### ACTION ITEM
The answer must consist of every line below that contains the word "Some".

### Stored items
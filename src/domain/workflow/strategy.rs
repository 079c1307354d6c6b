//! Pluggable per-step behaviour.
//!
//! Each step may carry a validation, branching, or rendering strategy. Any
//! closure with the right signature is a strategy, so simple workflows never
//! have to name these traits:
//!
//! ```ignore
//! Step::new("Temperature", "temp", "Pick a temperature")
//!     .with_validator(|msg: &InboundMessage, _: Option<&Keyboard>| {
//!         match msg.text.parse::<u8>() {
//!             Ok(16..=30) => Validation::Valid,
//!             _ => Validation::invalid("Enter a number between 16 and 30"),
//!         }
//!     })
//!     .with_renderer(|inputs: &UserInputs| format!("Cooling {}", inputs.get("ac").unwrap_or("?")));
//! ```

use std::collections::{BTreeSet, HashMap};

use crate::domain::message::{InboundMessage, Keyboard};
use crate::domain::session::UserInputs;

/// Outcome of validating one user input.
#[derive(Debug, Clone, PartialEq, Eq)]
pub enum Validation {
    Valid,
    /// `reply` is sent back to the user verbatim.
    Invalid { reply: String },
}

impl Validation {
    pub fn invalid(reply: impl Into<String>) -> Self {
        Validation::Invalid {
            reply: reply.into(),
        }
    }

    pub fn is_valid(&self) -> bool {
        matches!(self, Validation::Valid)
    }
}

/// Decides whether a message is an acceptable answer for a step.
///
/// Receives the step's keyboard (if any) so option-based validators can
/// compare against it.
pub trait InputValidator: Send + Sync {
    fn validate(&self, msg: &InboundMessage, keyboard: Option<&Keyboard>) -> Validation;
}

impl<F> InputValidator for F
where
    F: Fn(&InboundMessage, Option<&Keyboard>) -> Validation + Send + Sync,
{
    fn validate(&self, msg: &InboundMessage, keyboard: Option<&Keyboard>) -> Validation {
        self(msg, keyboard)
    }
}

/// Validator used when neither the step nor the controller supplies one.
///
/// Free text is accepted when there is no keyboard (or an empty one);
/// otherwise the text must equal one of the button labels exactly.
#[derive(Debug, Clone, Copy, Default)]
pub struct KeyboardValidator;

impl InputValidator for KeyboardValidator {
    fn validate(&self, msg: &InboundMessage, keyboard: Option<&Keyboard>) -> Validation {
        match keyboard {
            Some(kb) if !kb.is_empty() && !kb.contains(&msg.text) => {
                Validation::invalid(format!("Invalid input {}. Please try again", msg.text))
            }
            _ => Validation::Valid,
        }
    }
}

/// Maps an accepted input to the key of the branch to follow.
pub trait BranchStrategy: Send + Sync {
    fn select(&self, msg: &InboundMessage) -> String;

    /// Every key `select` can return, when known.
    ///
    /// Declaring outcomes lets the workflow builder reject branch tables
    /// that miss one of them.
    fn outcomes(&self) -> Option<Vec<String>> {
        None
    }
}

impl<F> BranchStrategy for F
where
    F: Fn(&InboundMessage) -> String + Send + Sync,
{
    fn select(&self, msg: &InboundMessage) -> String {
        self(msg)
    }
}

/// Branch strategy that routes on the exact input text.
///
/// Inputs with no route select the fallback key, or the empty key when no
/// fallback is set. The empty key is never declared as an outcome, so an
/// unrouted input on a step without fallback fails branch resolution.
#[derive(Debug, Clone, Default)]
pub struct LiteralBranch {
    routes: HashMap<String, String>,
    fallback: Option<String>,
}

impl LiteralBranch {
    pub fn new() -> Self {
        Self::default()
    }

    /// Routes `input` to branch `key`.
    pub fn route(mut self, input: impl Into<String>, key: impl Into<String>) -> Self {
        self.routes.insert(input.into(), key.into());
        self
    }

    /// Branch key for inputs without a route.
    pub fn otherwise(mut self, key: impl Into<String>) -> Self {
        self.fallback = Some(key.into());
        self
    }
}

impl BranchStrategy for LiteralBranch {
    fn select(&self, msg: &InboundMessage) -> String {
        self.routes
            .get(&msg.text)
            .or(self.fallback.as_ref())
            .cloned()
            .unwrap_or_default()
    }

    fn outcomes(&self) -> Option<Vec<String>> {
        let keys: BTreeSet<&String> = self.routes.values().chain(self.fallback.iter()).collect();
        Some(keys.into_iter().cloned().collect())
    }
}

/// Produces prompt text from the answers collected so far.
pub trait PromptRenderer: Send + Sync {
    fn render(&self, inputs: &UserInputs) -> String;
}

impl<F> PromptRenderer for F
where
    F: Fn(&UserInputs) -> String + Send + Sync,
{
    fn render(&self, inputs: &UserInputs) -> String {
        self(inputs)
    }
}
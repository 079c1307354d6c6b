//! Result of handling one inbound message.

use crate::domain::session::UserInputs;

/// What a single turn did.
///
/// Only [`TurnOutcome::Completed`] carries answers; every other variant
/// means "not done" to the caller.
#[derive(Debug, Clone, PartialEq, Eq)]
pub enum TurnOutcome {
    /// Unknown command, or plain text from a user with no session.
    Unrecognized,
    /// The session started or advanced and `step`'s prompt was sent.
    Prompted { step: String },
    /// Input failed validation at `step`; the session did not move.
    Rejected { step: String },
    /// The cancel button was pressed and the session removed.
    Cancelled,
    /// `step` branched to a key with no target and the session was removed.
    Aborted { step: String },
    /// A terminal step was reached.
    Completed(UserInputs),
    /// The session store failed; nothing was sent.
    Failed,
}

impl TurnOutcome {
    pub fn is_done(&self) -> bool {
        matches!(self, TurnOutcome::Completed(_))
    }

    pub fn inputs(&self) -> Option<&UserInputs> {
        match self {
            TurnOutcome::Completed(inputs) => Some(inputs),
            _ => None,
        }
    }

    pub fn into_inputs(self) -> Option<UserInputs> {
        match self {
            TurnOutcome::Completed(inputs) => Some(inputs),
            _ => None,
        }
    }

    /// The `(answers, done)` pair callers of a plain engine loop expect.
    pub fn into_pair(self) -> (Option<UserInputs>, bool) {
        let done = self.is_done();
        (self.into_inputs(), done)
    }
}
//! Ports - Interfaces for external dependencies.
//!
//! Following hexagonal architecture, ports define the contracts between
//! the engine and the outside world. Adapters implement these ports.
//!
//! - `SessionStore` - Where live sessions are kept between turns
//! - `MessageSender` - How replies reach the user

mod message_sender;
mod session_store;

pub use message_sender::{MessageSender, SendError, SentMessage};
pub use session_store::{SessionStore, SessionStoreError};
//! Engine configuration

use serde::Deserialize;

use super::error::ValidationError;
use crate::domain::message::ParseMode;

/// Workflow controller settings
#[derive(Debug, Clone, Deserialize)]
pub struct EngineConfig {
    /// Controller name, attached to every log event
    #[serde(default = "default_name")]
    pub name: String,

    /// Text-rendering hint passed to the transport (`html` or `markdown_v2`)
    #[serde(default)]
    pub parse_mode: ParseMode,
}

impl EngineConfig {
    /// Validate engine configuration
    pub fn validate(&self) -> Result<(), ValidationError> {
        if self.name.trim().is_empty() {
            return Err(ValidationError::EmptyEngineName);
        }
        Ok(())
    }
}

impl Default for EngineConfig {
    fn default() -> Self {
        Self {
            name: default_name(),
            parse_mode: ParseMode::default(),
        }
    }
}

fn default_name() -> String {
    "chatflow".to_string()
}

### ANSWER SPACE
            Some(kb) if !kb.is_empty() && !kb.contains(&msg.text) => {
        self.fallback = Some(key.into());
        Some(keys.into_iter().cloned().collect())
            TurnOutcome::Completed(inputs) => Some(inputs),
            TurnOutcome::Completed(inputs) => Some(inputs),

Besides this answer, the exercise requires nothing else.